Personal renewal and social transformation means going beyond the survival phase of life whose concern is to simply secure ones safely and security with their attendant goals and means. Value-shift would mean here living with a sense of belonging to a family or an institution with their attendan6t goal-values and means-values. Further transformation or renewal would mean entering a still higher phase of life: this involves initiating oneself to participate in the development of one’s vocation (i.e., charism or profession) in view of constructing or renewing the social order. This again requires new meaning and formation of other values. Finally, renewal and transformation leads to learning the values of interdependence which brings the relationship of people on a global scale. This is the stage were values of prophetic wisdom and world order are acquired and developed.
A person’s values, world-view and mindset are indicators of his leadership style. For example: one who is too much concerned with personal safety and security will tend to have values which can develop in him the character of autocratic, authoritarian/paternalist leader, a dictator. Such a leader would like to keep his subordinates poor, dependent and deprived of progress. On the other hand, one whose primary concern is the protection of his family and/or the promotion of some institution, he would have to shed off his authoritarian/paternalist style of leadership and develop the managing, enabling or mentoring style of leadership. As one’s circle of influence widens to include other vocations or services and the prospect of a new social order, the style of leadership shifts to one that is collaborative, participative and service-oriented. Finally, when people become genuinely independent and consequently interdependent, the corresponding style of leadership with focus on communion and harmony will be servant and prophetic (visionary) leadership.
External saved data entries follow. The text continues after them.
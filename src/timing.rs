//! Phase timing for evaluation runs
//!
//! Each (algorithm, dataset) pair is timed in up to three phases:
//! `pre` (reserved for a training/preprocessing step), `main` (the adapter
//! call) and `post` (metric evaluation).

use std::future::Future;
use std::time::{Duration, Instant};

/// Per-phase wall-clock durations for one evaluation
#[derive(Debug, Clone, Copy, Default, PartialEq, Eq)]
pub struct Times {
    pub pre: Option<Duration>,
    pub main: Option<Duration>,
    pub post: Option<Duration>,
}

impl Times {
    /// Times with only the main phase measured
    pub fn main_only(main: Duration) -> Self {
        Self {
            pre: None,
            main: Some(main),
            post: None,
        }
    }

    pub fn with_post(mut self, post: Duration) -> Self {
        self.post = Some(post);
        self
    }

    /// Phase durations in seconds, in (pre, main, post) order, for table export
    pub fn to_secs(&self) -> [Option<f64>; 3] {
        [self.pre, self.main, self.post].map(|d| d.map(|d| d.as_secs_f64()))
    }
}

/// Await a future and measure its wall-clock duration
pub async fn timed<F: Future>(fut: F) -> (F::Output, Duration) {
    let start = Instant::now();
    let out = fut.await;
    (out, start.elapsed())
}

/// Run a closure and measure its wall-clock duration
pub fn timed_sync<T>(f: impl FnOnce() -> T) -> (T, Duration) {
    let start = Instant::now();
    let out = f();
    (out, start.elapsed())
}

#[cfg(test)]
mod tests {
    use super::*;

    #[test]
    fn main_only_leaves_other_phases_empty() {
        let times = Times::main_only(Duration::from_millis(500));
        assert_eq!(times.pre, None);
        assert_eq!(times.main, Some(Duration::from_millis(500)));
        assert_eq!(times.post, None);
    }

    #[test]
    fn to_secs_preserves_phase_order() {
        let times = Times::main_only(Duration::from_millis(1500)).with_post(Duration::from_secs(2));
        let [pre, main, post] = times.to_secs();
        assert_eq!(pre, None);
        assert_eq!(main, Some(1.5));
        assert_eq!(post, Some(2.0));
    }

    #[test]
    fn timed_sync_returns_closure_output() {
        let ((), elapsed) = timed_sync(|| std::thread::sleep(Duration::from_millis(10)));
        assert!(elapsed >= Duration::from_millis(10));
    }

    #[tokio::test]
    async fn timed_measures_future_duration() {
        let (value, elapsed) = timed(async {
            tokio::time::sleep(Duration::from_millis(20)).await;
            42
        })
        .await;
        assert_eq!(value, 42);
        assert!(elapsed >= Duration::from_millis(20));
    }
}
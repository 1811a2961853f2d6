//! Containerized execution adapter
//!
//! Runs an algorithm in an isolated container, exchanging data through the
//! filesystem and a single JSON argument, enforcing a hard deadline, and
//! classifying the outcome.
//!
//! ## Wire contract
//!
//! The serialized [`AlgorithmInterface`] is the contract between the
//! orchestrator and the algorithm container. Field names, the lowercased
//! execution type and plain-string paths must round-trip exactly:
//!
//! ```text
//! { "dataInput": "/data/ts.csv", "dataOutput": "/results/docker-algorithm-scores.csv",
//!   "modelInput": "/results/model.pkl", "modelOutput": "/results/model.pkl",
//!   "customParameters": {...}, "executionType": "execute" }
//! ```
//!
//! The dataset's parent directory is mounted read-only at `/data`, the
//! results directory read-write at `/results`. Exit code 0 means success,
//! anything else is an algorithm failure.

use std::path::{Path, PathBuf};
use std::sync::Arc;
use std::time::{Duration, Instant};

use async_trait::async_trait;
use serde::{Deserialize, Serialize};
use tracing::{debug, info, warn};

use super::{Adapter, AlgorithmInput, RunConfig};
use crate::dataset;
use crate::error::DriftError;
use crate::runtime::{
    host_gid, host_uid, ContainerHandle, ContainerRuntime, VolumeMount, WaitOutcome,
};

// ============================================================================
// PROTOCOL CONSTANTS
// ============================================================================

/// In-container mount point of the dataset directory (read-only)
pub const DATASET_TARGET_PATH: &str = "/data";
/// In-container mount point of the results directory (read-write)
pub const RESULTS_TARGET_PATH: &str = "/results";
/// Scores artifact: flat numeric vector, one score per input row
pub const SCORES_FILE_NAME: &str = "docker-algorithm-scores.csv";
/// Opaque model artifact, only relevant to the train/execute split
pub const MODEL_FILE_NAME: &str = "model.pkl";
/// Default container deadline
pub const DEFAULT_TIMEOUT: Duration = Duration::from_secs(8 * 60 * 60);

const DEFAULT_TAG: &str = "latest";
const DEFAULT_GROUP: &str = "akita";
const ENTRYPOINT: &str = "execute-algorithm";

// ============================================================================
// WIRE MESSAGE
// ============================================================================

/// Whether the container trains a model or scores a dataset
#[derive(Debug, Clone, Copy, PartialEq, Eq, Serialize, Deserialize)]
#[serde(rename_all = "lowercase")]
pub enum ExecutionType {
    Train,
    Execute,
}

/// Message passed to the container entrypoint as its single JSON argument
#[derive(Debug, Clone, PartialEq, Serialize, Deserialize)]
#[serde(rename_all = "camelCase")]
pub struct AlgorithmInterface {
    pub data_input: PathBuf,
    pub data_output: PathBuf,
    pub model_input: PathBuf,
    pub model_output: PathBuf,
    #[serde(default)]
    pub custom_parameters: serde_json::Map<String, serde_json::Value>,
    pub execution_type: ExecutionType,
}

impl AlgorithmInterface {
    /// Message for an EXECUTE run over the given dataset file.
    /// TRAIN is reserved for a separate training phase.
    pub fn for_execution(
        dataset_file: &Path,
        custom_parameters: serde_json::Map<String, serde_json::Value>,
    ) -> Result<Self, DriftError> {
        let file_name = dataset_file.file_name().ok_or_else(|| {
            DriftError::Execution(format!(
                "dataset path '{}' has no file name",
                dataset_file.display()
            ))
        })?;

        Ok(Self {
            data_input: Path::new(DATASET_TARGET_PATH).join(file_name),
            data_output: Path::new(RESULTS_TARGET_PATH).join(SCORES_FILE_NAME),
            model_input: Path::new(RESULTS_TARGET_PATH).join(MODEL_FILE_NAME),
            model_output: Path::new(RESULTS_TARGET_PATH).join(MODEL_FILE_NAME),
            custom_parameters,
            execution_type: ExecutionType::Execute,
        })
    }

    /// Serialize to the wire format (v1, stable)
    pub fn to_json_string(&self) -> Result<String, DriftError> {
        Ok(serde_json::to_string(self)?)
    }

    /// Parse a wire message back into its structured form
    pub fn from_json_str(json: &str) -> Result<Self, DriftError> {
        Ok(serde_json::from_str(json)?)
    }
}

// ============================================================================
// RUN STATE MACHINE
// ============================================================================

/// Lifecycle of one container run.
///
/// `Created -> Running -> {ExitedOk, ExitedFailed, TimedOut}`; a timeout
/// forces a transition through `Stopping` before becoming terminal.
#[derive(Debug, Clone, Copy, PartialEq, Eq)]
pub enum ContainerRunState {
    Created,
    Running,
    Stopping,
    ExitedOk,
    ExitedFailed,
    TimedOut,
}

impl ContainerRunState {
    pub fn is_terminal(self) -> bool {
        matches!(
            self,
            ContainerRunState::ExitedOk
                | ContainerRunState::ExitedFailed
                | ContainerRunState::TimedOut
        )
    }
}

// ============================================================================
// CONTAINER ADAPTER
// ============================================================================

/// Adapter running algorithms as isolated containers
pub struct ContainerAdapter {
    image: String,
    tag: String,
    group_privileges: String,
    skip_pull: bool,
    timeout: Duration,
    hyper_params: serde_json::Map<String, serde_json::Value>,
    runtime: Arc<dyn ContainerRuntime>,
}

impl ContainerAdapter {
    pub fn new(image: impl Into<String>, runtime: Arc<dyn ContainerRuntime>) -> Self {
        Self {
            image: image.into(),
            tag: DEFAULT_TAG.to_string(),
            group_privileges: DEFAULT_GROUP.to_string(),
            skip_pull: false,
            timeout: DEFAULT_TIMEOUT,
            hyper_params: serde_json::Map::new(),
            runtime,
        }
    }

    pub fn with_tag(mut self, tag: impl Into<String>) -> Self {
        self.tag = tag.into();
        self
    }

    /// Group whose gid is handed to the container for file ownership
    pub fn with_group_privileges(mut self, group: impl Into<String>) -> Self {
        self.group_privileges = group.into();
        self
    }

    /// Skip the image pull in the prepare hook
    pub fn skip_pull(mut self) -> Self {
        self.skip_pull = true;
        self
    }

    pub fn with_timeout(mut self, timeout: Duration) -> Self {
        self.timeout = timeout;
        self
    }

    /// Hyper-parameters forwarded to this algorithm on every run
    pub fn with_params(mut self, params: serde_json::Map<String, serde_json::Value>) -> Self {
        self.hyper_params = params;
        self
    }

    pub fn image_ref(&self) -> String {
        format!("{}:{}", self.image, self.tag)
    }

    async fn launch(
        &self,
        dataset_file: &Path,
        config: &RunConfig,
    ) -> Result<Box<dyn ContainerHandle>, DriftError> {
        // Run-level parameters override the adapter's own
        let mut params = self.hyper_params.clone();
        params.extend(config.hyper_params.clone());
        let message = AlgorithmInterface::for_execution(dataset_file, params)?;
        let payload = message.to_json_string()?;

        let dataset_dir = dataset_file
            .parent()
            .filter(|dir| !dir.as_os_str().is_empty())
            .ok_or_else(|| {
                DriftError::Execution(format!(
                    "dataset path '{}' has no parent directory to mount",
                    dataset_file.display()
                ))
            })?;
        std::fs::create_dir_all(&config.results_dir)?;

        let volumes = [
            VolumeMount::read_only(dataset_dir, DATASET_TARGET_PATH),
            VolumeMount::read_write(&config.results_dir, RESULTS_TARGET_PATH),
        ];

        let uid = host_uid();
        let gid = host_gid(&self.group_privileges);
        info!(image = %self.image_ref(), uid, gid, "running container");
        let env = [
            ("LOCAL_UID".to_string(), uid),
            ("LOCAL_GID".to_string(), gid),
        ];

        let command = [ENTRYPOINT.to_string(), payload];
        self.runtime
            .run(&self.image_ref(), &command, &volumes, &env)
            .await
    }

    /// Block until the container exits or the deadline elapses, classifying
    /// the outcome. A timed out container is force-stopped, never left
    /// running.
    async fn wait_for_exit(
        &self,
        handle: &mut Box<dyn ContainerHandle>,
        deadline: Duration,
        started: Instant,
        config: &RunConfig,
    ) -> Result<(), DriftError> {
        let mut state = ContainerRunState::Running;
        debug!(container_id = handle.id(), ?state, "waiting for container");

        match handle.wait(deadline).await? {
            WaitOutcome::Exited(0) => {
                state = ContainerRunState::ExitedOk;
                debug!(container_id = handle.id(), ?state, "container finished");
                Ok(())
            }
            WaitOutcome::Exited(code) => {
                state = ContainerRunState::ExitedFailed;
                debug!(container_id = handle.id(), ?state, code, "container failed");
                Err(DriftError::AlgorithmFailed {
                    code,
                    results_path: config.results_dir.clone(),
                })
            }
            WaitOutcome::TimedOut => {
                state = ContainerRunState::Stopping;
                debug!(container_id = handle.id(), ?state, "deadline elapsed");
                if let Err(e) = handle.stop().await {
                    warn!(container_id = handle.id(), error = %e, "failed to stop container");
                }
                state = ContainerRunState::TimedOut;
                debug!(container_id = handle.id(), ?state, "container stopped");
                Err(DriftError::Timeout {
                    algorithm: self.image_ref(),
                    elapsed: started.elapsed(),
                })
            }
        }
    }

    fn read_scores(&self, config: &RunConfig) -> Result<Vec<f64>, DriftError> {
        dataset::read_vector(&config.results_dir.join(SCORES_FILE_NAME))
    }
}

#[async_trait]
impl Adapter for ContainerAdapter {
    fn name(&self) -> &str {
        &self.image
    }

    async fn execute(
        &self,
        input: &AlgorithmInput,
        config: &RunConfig,
    ) -> Result<Vec<f64>, DriftError> {
        let dataset_file = input.as_file().ok_or_else(|| {
            DriftError::Execution(
                "container adapters cannot take in-memory data, provide the dataset path"
                    .to_string(),
            )
        })?;

        let deadline = config.timeout_override.unwrap_or(self.timeout);
        let started = Instant::now();
        let mut handle = self.launch(dataset_file, config).await?;
        self.wait_for_exit(&mut handle, deadline, started, config)
            .await?;
        self.read_scores(config)
    }

    async fn prepare(&self) -> Result<(), DriftError> {
        if self.skip_pull {
            debug!(image = %self.image_ref(), "skipping image pull");
            return Ok(());
        }
        self.runtime.pull(&self.image, &self.tag).await
    }

    async fn finalize(&self) -> Result<(), DriftError> {
        self.runtime.prune_stopped().await
    }
}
More concretely, how do we envision the Church of the future? How will the Church look in the near future? Karl Rahner, one of the prophetic theologians in his time, more than 40 year ago, envisioning the Church of the future, facing the crisis of the Church in Europe, insisted that the members of the Church would have to be “mystics.” What did he mean? In a world of widespread secularism, consumer materialism, globalization and religious indifferentism, only those could survive in their faith who had a deep personal experience of God and who in their lives could make their experience accessible to a totally secularized world.
Another prophetic theologian, Segundo Galilea, 20 years ago, made a similar observation regarding the future of the Church in Latin America. “The ‘contemplative’ woman or man today is the one who has an experience of God, who is capable of meeting God in history, in politics, in his brothers and sisters, and more fully in prayer. In the future you will no longer be a Christian without being a contemplative and you cannot be a contemplative without having an experience of Christ and his kingdom in history. In this sense, Christian contemplation will guarantee the survival of faith in a secularized or politicized world of the future.” (Galilea, Following Jesus, 1981).
Personal renewal and transformation is possible when the person and the group (congregation or corporation) have the courage to shift from one meaning to a new meaning, to coordinate or integrate their values, and “to jump out of the descending wave to a new wave.” Each style of leadership suits a particular set of circumstances that make that style the necessary style for that given set of circumstances. Any style of leadership is the consequence of values of the individual leader in relation to the corporate (institutional) setting and its membership” (BH 165).